WHAT YOU SHOULD DO. Locate each line of the material that contains "bounds", then return it.

DATA.
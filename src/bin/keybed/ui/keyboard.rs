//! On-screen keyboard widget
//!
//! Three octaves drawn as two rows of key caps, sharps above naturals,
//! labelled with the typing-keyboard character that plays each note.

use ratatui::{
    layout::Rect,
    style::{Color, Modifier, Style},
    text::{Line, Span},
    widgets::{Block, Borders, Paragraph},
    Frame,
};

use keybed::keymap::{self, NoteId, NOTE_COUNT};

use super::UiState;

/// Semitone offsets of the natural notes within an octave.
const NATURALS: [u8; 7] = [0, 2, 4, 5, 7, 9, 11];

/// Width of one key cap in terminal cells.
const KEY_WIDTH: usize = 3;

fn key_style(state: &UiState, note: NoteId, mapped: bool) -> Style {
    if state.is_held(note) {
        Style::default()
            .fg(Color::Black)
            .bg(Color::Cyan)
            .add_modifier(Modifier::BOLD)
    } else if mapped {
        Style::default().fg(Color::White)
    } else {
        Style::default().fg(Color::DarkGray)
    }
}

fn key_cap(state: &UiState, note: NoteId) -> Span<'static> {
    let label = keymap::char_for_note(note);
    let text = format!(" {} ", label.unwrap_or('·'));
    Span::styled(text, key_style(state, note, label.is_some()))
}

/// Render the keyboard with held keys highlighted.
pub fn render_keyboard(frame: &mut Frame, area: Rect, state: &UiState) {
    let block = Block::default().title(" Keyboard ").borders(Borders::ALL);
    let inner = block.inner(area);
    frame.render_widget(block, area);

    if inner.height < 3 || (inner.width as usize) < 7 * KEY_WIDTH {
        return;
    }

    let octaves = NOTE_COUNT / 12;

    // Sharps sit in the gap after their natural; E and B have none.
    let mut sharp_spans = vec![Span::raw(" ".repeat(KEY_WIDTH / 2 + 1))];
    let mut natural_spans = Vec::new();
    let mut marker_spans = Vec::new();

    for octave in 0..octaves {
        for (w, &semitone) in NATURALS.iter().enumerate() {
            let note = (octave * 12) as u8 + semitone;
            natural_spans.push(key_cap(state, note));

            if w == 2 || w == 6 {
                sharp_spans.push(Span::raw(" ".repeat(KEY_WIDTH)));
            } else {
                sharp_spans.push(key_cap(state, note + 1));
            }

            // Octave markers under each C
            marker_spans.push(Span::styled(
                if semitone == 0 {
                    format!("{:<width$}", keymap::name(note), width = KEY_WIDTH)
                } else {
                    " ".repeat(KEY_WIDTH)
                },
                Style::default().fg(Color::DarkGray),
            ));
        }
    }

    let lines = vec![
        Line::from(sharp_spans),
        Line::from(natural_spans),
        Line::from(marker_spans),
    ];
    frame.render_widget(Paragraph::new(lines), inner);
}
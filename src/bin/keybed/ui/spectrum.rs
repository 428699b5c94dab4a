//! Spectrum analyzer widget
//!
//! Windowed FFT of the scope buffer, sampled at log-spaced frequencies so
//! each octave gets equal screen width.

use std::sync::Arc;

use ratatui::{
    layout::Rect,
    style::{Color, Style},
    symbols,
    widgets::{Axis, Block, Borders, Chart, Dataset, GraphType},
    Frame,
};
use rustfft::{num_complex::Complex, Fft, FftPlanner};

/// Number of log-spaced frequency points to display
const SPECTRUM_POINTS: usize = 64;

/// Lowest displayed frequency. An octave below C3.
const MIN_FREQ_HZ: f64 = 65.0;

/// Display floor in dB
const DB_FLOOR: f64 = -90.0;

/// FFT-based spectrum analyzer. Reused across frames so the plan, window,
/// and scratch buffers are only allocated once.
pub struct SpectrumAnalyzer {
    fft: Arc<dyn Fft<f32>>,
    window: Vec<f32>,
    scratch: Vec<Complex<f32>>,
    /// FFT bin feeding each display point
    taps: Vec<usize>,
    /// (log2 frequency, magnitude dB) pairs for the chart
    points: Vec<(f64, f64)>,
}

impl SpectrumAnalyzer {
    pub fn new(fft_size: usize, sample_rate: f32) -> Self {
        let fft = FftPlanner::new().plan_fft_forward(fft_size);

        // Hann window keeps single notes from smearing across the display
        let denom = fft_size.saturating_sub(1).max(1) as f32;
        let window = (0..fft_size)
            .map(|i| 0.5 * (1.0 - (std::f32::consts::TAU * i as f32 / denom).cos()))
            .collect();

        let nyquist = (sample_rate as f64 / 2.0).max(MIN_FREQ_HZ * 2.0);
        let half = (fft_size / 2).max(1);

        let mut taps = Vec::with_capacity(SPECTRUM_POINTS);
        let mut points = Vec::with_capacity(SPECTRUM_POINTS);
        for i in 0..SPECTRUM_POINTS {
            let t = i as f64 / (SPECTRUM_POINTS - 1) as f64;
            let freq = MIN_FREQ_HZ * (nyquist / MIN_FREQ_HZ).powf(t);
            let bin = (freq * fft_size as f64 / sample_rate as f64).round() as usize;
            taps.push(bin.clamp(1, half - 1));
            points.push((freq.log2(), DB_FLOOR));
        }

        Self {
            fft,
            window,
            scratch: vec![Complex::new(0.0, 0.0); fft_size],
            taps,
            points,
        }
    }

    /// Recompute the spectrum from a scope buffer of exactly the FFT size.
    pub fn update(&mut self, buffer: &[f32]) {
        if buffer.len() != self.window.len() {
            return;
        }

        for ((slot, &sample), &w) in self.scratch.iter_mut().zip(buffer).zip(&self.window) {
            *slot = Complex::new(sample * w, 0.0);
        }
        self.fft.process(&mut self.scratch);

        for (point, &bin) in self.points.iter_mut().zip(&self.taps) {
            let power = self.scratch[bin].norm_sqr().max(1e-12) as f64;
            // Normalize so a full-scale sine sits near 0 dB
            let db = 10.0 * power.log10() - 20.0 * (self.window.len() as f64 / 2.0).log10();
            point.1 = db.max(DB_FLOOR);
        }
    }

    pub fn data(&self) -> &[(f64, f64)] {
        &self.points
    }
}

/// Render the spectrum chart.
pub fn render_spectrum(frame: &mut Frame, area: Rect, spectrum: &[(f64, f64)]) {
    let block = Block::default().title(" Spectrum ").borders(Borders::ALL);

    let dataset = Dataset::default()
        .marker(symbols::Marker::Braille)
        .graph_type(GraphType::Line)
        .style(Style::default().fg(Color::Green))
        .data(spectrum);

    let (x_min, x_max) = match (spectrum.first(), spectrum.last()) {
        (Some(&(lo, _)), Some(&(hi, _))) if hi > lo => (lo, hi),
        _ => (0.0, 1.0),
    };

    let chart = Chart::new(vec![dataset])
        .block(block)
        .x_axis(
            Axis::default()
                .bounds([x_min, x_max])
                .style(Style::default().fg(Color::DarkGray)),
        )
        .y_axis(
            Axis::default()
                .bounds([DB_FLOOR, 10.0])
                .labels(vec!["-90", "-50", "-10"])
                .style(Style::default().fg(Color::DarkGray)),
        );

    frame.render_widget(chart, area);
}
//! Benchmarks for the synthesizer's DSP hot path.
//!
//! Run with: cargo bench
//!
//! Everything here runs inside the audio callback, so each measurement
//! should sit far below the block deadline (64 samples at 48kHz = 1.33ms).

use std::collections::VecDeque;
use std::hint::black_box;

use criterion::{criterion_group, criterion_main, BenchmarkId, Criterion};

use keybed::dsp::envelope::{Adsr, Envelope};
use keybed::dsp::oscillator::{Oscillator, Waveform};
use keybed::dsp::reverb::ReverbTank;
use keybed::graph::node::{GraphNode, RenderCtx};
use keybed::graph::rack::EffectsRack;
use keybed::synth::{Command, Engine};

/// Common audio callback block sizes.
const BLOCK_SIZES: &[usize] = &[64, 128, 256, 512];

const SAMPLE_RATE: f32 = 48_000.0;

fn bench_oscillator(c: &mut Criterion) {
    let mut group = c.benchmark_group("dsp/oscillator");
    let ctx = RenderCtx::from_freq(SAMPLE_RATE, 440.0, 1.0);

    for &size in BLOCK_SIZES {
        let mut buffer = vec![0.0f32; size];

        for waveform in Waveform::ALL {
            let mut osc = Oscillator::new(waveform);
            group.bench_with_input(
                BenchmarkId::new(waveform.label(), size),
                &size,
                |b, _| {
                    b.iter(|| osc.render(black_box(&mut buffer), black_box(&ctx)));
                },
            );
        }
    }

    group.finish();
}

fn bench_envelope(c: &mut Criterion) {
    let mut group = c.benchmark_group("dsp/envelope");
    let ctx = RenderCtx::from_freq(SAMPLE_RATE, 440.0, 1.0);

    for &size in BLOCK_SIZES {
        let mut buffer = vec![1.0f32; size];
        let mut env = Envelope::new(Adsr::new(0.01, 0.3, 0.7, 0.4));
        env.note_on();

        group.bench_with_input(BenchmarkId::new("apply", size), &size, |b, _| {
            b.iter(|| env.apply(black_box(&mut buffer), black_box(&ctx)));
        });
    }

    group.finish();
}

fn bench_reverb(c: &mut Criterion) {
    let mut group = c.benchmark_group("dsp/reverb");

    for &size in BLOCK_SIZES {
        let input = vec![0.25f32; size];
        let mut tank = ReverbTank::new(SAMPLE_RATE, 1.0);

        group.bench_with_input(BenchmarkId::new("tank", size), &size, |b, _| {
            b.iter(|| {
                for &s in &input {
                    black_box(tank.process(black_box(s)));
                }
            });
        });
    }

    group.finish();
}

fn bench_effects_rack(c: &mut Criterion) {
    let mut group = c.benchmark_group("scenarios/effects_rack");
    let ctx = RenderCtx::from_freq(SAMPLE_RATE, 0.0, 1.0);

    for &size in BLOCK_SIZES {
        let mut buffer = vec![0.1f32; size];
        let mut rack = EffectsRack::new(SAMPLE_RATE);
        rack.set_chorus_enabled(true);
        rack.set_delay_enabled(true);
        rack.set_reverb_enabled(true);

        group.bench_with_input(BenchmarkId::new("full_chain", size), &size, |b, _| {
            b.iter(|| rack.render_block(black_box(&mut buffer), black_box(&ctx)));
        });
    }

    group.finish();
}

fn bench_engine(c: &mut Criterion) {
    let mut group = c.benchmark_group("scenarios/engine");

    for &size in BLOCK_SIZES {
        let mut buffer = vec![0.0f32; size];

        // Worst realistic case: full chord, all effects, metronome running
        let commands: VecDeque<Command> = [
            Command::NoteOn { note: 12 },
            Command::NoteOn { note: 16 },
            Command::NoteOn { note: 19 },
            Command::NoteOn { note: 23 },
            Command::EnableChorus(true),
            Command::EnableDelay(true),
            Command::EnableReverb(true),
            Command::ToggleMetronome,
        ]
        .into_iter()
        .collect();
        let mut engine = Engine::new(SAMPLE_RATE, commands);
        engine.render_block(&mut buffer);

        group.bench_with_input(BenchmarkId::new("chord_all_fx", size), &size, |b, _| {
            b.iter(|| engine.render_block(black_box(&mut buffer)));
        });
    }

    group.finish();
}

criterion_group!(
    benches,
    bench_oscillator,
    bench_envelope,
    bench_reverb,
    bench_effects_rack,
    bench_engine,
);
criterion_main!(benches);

SOLUTION TO THE PROBLEM.
                .bounds([x_min, x_max])
                .bounds([DB_FLOOR, 10.0])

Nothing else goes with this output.